Exercise = Repeat exactly, please, the opening lines of the data below, through and including the line where "splitmix64(u64::from(self.0))" sits.

Supplied entries =
//! Identifier interning.
//!
//! Every identifier is stored once; a [`Symbol`] is a small handle into the
//! table, so two symbols with the same text are the same handle and compare
//! by identity.

use std::rc::Rc;

use crate::Error;
use crate::hashtable::{HashKey, HashTable, splitmix64};

/// Interned identifier
#[derive(Debug, Clone, Copy, PartialEq, Eq, PartialOrd, Ord, Hash)]
pub struct Symbol(u32);

impl Symbol {
    pub fn id(self) -> u32 {
        self.0
    }
}

impl HashKey for Symbol {
    fn hash_key(&self) -> u64 {
        splitmix64(u64::from(self.0))
    }
}

#[derive(Debug, Default)]
pub struct SymbolTable {
    index: HashTable<Rc<str>, Symbol>,
    names: Vec<Rc<str>>,
}

impl SymbolTable {
    pub fn new() -> Self {
        Self::default()
    }

    /// Return the symbol for `name`, creating it on first use.
    pub fn intern(&mut self, name: &str) -> Result<Symbol, Error> {
        if let Some(symbol) = self.index.get(name) {
            return Ok(*symbol);
        }
        let id = u32::try_from(self.names.len())
            .map_err(|_| Error::AllocationFailure("symbol table is full".to_owned()))?;
        let symbol = Symbol(id);
        let shared: Rc<str> = Rc::from(name);
        self.index.set(Rc::clone(&shared), symbol)?;
        self.names.push(shared);
        Ok(symbol)
    }

    /// Look a name up without interning it.
    pub fn lookup(&self, name: &str) -> Option<Symbol> {
        self.index.get(name).copied()
    }

    /// Text of an interned symbol. Symbols from another table resolve to `""`.
    pub fn name(&self, symbol: Symbol) -> &str {
        self.names.get(symbol.0 as usize).map_or("", |name| &**name)
    }

    pub fn len(&self) -> usize {
        self.names.len()
    }

    pub fn is_empty(&self) -> bool {
        self.names.is_empty()
    }
}

#[cfg(test)]
#[expect(clippy::unwrap_used)] // test code OK
mod tests {
    use super::*;

    #[test]
    fn test_interning_is_identity() {
        let mut table = SymbolTable::new();
        let a = table.intern("lambda").unwrap();
        let b = table.intern("define").unwrap();
        let c = table.intern("lambda").unwrap();

        assert_eq!(a, c);
        assert_ne!(a, b);
        assert_eq!(table.len(), 2);
        assert_eq!(table.name(a), "lambda");
        assert_eq!(table.name(b), "define");
        assert_eq!(table.lookup("define"), Some(b));
        assert_eq!(table.lookup("set"), None);
        assert_eq!(table.len(), 2, "lookup must not intern");
    }

    #[test]
    fn test_many_symbols_survive_growth() {
        let mut table = SymbolTable::new();
        let symbols: Vec<Symbol> = (0..500)
            .map(|i| table.intern(&format!("sym-{i}")).unwrap())
            .collect();
        for (i, symbol) in symbols.iter().enumerate() {
            assert_eq!(table.name(*symbol), format!("sym-{i}"));
            assert_eq!(table.intern(&format!("sym-{i}")).unwrap(), *symbol);
        }
    }
}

Solved exercise =
//! Identifier interning.
//!
//! Every identifier is stored once; a [`Symbol`] is a small handle into the
//! table, so two symbols with the same text are the same handle and compare
//! by identity.

use std::rc::Rc;

use crate::Error;
use crate::hashtable::{HashKey, HashTable, splitmix64};

/// Interned identifier
#[derive(Debug, Clone, Copy, PartialEq, Eq, PartialOrd, Ord, Hash)]
pub struct Symbol(u32);

impl Symbol {
    pub fn id(self) -> u32 {
        self.0
    }
}

impl HashKey for Symbol {
    fn hash_key(&self) -> u64 {
        splitmix64(u64::from(self.0))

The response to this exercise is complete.